(Collected data)
----------------------------------------

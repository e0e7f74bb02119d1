//! A small fluent builder over [`SeaOrmQuery`] and
//! [`SeaOrmPredicateBuilder`], mirroring the corpus's own paginator
//! builder shape but without its tenant-scoping/connection-lifecycle
//! layer: this crate takes a plain `sea_orm::Select<E>` and a plain
//! `ConnectionTrait` connection directly, since both are out of scope
//! here (§1).

use sea_orm::{ConnectionTrait, EntityTrait, Select};

use keyset_pager::ordering::OrderingSpec;
use keyset_pager::{self, PageOptions, Paginated};

use crate::backend::{SeaOrmPredicateBuilder, SeaOrmQuery};
use crate::error::Result;
use crate::field::FieldMap;

/// Builds a single `paginate` call against a `sea_orm` entity.
///
/// Safety ceilings (`keyset_pager::Limits`) are not this type's concern:
/// apply them to the raw filter/order-by strings before parsing, ahead of
/// ever reaching a `SeaOrmPager`.
pub struct SeaOrmPager<'a, E: EntityTrait, C: ConnectionTrait> {
    select: Select<E>,
    fields: &'a FieldMap<E>,
    ordering: Option<OrderingSpec>,
    conn: &'a C,
}

impl<'a, E: EntityTrait, C: ConnectionTrait> SeaOrmPager<'a, E, C> {
    #[must_use]
    pub fn new(select: Select<E>, fields: &'a FieldMap<E>, conn: &'a C) -> Self {
        Self {
            select,
            fields,
            ordering: None,
            conn,
        }
    }

    /// Sets the ordering to apply. Must be called before [`Self::paginate`];
    /// this is the ordering the caller already parsed and validated via
    /// `keyset_pager::ordering::parse` against this entity's safelist.
    #[must_use]
    pub fn order(mut self, ordering: OrderingSpec) -> Self {
        self.ordering = Some(ordering);
        self
    }

    /// Appends `field` as a final ascending tiebreaker unless it is
    /// already present in the ordering, guaranteeing a deterministic total
    /// order (§3).
    #[must_use]
    pub fn tiebreaker(mut self, field: &str) -> Self {
        if let Some(ordering) = &mut self.ordering {
            ordering.ensure_tiebreaker(field);
        }
        self
    }

    /// Runs the paginate call: counts the base (filtered) query, applies
    /// the cursor's seek predicate if present, fetches `size + 1` rows,
    /// and returns the assembled page.
    ///
    /// # Errors
    /// Returns an error if no ordering was set, if `options`'s cursor
    /// mismatches the ordering, or if the underlying database calls fail.
    pub async fn paginate(self, options: &PageOptions) -> Result<Paginated<E::Model>> {
        let ordering = self.ordering.unwrap_or_else(|| OrderingSpec(Vec::new()));
        let query = SeaOrmQuery::new(self.select, self.fields, ordering, self.conn);
        let builder = SeaOrmPredicateBuilder { fields: self.fields };
        Ok(keyset_pager::paginate(&query, &builder, options).await?)
    }
}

----------------------------------------

▶ **What to work on**: Every line above in which the word "SeaOrmQuery" is present must be copied into the answer.

▶ **Exercise answer**:
//! A small fluent builder over [`SeaOrmQuery`] and
use crate::backend::{SeaOrmPredicateBuilder, SeaOrmQuery};
        let query = SeaOrmQuery::new(self.select, self.fields, ordering, self.conn);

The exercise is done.